- What the task asks: Pick out the lines below with "AccountEventPublisher" and list them.

Segment Start: Information shown

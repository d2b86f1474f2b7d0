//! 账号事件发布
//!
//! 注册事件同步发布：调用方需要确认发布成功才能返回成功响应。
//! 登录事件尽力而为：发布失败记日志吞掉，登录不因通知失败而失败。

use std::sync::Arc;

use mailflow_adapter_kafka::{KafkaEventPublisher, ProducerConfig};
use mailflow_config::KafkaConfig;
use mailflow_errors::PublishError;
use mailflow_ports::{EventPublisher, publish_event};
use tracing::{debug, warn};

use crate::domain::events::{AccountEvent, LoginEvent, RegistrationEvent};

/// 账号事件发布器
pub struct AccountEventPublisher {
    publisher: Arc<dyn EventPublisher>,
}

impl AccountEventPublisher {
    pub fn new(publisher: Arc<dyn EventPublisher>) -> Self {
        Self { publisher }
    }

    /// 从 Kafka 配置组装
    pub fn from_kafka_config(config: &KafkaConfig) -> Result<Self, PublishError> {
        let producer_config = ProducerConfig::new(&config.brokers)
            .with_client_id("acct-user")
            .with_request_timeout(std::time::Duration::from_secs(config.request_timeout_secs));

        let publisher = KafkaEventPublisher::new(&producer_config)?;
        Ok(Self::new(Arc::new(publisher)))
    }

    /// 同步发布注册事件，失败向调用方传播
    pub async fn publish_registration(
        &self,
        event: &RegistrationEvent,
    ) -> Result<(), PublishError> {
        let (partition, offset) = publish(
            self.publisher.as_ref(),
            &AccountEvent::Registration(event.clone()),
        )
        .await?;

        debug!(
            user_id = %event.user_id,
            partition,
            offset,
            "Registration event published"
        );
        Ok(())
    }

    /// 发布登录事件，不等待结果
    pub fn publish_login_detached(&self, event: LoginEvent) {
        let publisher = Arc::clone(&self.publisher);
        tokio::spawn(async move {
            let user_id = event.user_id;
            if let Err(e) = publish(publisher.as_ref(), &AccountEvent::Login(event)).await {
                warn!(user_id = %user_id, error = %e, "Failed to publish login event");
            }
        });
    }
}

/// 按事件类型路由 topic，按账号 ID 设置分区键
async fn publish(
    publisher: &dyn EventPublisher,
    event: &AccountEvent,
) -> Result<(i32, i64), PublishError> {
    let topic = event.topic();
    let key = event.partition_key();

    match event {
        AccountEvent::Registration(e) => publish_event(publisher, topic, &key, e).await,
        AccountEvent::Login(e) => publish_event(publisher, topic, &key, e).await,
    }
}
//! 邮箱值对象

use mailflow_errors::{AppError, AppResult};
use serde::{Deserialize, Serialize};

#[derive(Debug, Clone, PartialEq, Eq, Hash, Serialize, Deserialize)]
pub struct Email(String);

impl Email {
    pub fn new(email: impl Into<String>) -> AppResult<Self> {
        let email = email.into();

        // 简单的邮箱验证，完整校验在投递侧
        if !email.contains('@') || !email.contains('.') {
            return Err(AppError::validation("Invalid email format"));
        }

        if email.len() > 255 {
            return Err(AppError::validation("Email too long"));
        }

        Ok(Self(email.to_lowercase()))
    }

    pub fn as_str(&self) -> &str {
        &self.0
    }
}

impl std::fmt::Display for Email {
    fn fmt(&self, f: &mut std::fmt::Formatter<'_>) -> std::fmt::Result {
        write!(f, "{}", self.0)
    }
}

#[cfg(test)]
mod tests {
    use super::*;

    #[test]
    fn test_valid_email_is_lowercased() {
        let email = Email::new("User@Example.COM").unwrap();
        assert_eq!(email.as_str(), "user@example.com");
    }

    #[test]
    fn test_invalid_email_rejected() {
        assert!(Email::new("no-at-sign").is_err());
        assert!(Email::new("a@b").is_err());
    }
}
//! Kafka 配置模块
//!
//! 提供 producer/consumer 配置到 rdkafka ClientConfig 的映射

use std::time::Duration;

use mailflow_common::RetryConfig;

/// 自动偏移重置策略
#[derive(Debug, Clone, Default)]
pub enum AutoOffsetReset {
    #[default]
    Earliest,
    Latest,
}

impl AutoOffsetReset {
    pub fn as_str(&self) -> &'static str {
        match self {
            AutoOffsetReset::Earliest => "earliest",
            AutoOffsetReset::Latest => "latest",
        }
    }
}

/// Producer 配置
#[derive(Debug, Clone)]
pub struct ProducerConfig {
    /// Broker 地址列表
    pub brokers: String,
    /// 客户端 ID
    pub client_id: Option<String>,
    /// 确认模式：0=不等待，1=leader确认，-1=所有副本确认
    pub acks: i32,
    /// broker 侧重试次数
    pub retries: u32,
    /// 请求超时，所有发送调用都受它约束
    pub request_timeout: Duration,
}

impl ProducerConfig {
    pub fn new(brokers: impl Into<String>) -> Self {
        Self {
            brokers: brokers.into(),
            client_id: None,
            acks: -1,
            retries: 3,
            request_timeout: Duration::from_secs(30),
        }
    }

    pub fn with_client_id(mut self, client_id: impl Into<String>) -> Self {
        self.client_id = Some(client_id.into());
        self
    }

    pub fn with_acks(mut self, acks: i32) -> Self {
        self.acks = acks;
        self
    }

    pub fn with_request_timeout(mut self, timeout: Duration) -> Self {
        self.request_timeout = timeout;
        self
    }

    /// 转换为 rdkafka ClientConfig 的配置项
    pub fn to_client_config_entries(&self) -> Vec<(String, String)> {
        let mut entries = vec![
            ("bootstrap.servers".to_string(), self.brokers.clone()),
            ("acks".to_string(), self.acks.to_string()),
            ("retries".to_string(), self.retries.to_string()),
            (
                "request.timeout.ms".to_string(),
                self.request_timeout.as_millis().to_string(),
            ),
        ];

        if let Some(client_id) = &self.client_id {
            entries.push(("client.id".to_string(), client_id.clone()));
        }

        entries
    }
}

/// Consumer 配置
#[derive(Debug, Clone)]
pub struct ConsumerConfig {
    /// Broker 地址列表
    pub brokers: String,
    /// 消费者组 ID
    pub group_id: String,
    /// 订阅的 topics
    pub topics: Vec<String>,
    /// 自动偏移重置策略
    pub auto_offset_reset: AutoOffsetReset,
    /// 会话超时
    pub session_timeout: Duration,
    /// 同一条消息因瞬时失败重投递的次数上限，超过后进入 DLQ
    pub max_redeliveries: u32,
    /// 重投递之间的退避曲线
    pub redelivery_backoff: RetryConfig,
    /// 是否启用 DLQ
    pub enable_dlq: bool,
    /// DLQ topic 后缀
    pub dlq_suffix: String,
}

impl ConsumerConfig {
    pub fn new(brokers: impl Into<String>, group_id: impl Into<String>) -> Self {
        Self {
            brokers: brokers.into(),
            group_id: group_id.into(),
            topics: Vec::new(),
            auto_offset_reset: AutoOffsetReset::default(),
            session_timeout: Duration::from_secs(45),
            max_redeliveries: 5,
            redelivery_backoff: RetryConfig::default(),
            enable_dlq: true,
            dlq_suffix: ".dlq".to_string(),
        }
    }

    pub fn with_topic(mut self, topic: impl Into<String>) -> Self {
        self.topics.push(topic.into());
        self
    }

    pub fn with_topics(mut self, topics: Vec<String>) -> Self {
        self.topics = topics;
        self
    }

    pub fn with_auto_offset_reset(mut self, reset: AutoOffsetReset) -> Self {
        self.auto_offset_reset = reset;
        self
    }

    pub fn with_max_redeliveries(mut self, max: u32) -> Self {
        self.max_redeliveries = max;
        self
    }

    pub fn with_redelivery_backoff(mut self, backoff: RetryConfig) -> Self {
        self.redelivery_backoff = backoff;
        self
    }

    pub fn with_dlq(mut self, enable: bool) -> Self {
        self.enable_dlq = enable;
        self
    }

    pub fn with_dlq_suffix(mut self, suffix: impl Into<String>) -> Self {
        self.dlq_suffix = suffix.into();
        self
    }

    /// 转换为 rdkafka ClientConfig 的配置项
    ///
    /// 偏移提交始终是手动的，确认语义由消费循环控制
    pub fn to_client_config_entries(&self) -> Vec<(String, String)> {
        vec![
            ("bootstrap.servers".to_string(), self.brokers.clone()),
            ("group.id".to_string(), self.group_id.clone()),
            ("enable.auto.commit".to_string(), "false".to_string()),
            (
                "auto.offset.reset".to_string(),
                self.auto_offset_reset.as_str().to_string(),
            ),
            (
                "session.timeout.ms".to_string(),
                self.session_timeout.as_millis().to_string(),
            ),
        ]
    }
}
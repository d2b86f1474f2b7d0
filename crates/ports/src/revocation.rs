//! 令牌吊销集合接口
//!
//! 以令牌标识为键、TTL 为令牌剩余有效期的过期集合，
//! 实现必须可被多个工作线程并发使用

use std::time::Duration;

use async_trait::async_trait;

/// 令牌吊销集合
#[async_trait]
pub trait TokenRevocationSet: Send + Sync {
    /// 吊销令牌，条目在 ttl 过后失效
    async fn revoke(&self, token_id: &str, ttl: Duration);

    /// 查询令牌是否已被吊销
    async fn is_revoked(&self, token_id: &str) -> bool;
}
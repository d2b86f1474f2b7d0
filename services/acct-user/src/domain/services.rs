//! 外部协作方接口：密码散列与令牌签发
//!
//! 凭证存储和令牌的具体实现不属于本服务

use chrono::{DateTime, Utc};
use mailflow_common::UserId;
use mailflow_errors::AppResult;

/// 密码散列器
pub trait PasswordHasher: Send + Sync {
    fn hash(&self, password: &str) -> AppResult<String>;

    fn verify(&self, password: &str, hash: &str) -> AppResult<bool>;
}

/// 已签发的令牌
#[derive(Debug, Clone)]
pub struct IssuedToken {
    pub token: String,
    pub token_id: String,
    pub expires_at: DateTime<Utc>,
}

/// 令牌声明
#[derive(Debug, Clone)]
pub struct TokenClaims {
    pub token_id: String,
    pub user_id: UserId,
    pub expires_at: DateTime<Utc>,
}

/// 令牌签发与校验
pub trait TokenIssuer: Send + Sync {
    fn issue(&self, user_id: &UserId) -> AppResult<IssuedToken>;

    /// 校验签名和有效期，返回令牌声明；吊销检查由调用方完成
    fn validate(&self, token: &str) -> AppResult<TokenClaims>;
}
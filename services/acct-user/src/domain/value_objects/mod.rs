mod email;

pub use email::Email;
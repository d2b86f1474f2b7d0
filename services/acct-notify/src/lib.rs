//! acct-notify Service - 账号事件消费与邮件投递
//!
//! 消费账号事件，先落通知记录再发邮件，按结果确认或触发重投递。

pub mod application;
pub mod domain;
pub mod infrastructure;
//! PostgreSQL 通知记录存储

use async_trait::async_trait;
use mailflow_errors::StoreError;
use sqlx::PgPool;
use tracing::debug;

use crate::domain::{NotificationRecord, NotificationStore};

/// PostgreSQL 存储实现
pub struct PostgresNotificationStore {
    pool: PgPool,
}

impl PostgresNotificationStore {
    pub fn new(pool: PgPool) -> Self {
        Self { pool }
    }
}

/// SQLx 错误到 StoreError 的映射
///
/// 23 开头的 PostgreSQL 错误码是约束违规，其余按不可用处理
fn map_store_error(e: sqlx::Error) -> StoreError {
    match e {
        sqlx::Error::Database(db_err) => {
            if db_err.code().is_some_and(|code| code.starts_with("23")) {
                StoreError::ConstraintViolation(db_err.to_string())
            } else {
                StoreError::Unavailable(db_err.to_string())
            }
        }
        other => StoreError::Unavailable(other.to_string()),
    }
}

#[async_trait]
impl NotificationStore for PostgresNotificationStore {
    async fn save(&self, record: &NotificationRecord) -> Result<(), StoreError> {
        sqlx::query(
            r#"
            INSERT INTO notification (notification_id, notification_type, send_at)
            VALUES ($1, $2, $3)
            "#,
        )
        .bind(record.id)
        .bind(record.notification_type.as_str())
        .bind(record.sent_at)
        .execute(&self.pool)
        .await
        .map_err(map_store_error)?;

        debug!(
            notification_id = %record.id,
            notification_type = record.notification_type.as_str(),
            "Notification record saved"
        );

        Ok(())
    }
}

Segment End: Information shown
Segment Start: Information shown

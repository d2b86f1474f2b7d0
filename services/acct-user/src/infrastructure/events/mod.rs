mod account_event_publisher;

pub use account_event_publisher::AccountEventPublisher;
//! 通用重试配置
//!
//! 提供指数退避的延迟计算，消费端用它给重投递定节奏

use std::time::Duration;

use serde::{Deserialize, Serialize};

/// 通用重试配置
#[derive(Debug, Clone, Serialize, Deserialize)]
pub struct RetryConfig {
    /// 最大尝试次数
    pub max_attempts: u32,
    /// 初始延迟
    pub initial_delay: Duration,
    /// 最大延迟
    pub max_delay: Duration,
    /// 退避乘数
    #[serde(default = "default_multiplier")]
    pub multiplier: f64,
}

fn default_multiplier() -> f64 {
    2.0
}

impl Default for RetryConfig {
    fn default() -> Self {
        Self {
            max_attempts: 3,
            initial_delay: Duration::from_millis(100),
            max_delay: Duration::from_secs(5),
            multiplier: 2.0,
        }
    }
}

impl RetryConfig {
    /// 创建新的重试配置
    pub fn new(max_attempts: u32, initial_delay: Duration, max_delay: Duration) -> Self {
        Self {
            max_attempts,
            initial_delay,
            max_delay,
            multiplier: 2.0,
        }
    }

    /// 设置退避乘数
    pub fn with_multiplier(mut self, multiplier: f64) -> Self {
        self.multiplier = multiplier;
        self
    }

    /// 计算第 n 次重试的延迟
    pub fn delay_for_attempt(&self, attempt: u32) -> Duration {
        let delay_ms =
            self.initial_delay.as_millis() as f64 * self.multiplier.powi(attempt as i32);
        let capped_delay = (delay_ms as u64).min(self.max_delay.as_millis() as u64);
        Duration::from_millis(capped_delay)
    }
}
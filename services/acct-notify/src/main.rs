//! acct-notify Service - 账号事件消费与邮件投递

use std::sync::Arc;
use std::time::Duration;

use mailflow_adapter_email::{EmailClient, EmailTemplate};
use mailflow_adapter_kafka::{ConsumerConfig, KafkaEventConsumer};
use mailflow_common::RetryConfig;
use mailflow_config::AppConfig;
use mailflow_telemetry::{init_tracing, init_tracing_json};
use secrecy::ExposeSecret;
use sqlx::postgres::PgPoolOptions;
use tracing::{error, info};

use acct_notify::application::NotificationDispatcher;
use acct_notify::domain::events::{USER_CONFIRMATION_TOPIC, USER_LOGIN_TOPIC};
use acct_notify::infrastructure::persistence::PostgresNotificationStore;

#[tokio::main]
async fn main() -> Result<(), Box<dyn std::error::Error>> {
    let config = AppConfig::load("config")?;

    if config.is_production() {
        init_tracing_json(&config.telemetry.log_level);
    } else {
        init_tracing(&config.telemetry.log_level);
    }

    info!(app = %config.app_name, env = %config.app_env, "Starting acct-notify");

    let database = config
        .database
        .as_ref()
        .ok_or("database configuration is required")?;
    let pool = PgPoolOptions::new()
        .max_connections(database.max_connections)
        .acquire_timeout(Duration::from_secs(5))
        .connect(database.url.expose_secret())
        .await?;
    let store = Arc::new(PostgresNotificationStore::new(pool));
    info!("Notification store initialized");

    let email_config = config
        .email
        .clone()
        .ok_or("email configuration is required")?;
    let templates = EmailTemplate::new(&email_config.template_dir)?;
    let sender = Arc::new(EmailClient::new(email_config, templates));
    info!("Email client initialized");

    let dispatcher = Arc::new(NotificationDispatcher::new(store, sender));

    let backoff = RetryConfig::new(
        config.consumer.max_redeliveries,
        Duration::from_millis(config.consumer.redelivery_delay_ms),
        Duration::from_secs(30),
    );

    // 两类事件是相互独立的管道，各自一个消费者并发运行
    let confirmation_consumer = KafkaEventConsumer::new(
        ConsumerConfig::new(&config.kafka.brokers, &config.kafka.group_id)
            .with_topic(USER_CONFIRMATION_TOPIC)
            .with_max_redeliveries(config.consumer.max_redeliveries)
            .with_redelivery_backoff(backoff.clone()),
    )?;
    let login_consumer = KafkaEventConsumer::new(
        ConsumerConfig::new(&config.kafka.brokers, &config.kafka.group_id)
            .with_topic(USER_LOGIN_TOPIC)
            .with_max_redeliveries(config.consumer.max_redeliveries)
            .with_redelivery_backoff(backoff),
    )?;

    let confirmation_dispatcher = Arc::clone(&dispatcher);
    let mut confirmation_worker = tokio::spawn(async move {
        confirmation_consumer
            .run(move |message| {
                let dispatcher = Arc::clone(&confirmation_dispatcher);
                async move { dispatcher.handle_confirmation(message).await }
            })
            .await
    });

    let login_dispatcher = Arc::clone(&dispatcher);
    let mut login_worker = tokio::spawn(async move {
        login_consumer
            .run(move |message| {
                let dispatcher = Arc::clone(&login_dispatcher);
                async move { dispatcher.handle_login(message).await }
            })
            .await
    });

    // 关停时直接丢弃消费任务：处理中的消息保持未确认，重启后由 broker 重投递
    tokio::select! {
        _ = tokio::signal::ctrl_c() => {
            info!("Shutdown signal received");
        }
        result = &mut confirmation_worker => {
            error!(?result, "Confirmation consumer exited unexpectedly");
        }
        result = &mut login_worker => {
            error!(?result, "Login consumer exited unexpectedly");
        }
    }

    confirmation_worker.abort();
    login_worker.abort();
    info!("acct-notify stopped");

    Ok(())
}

Segment End: Information shown

- Problem solution:
pub struct AccountEventPublisher {
impl AccountEventPublisher {
pub use account_event_publisher::AccountEventPublisher;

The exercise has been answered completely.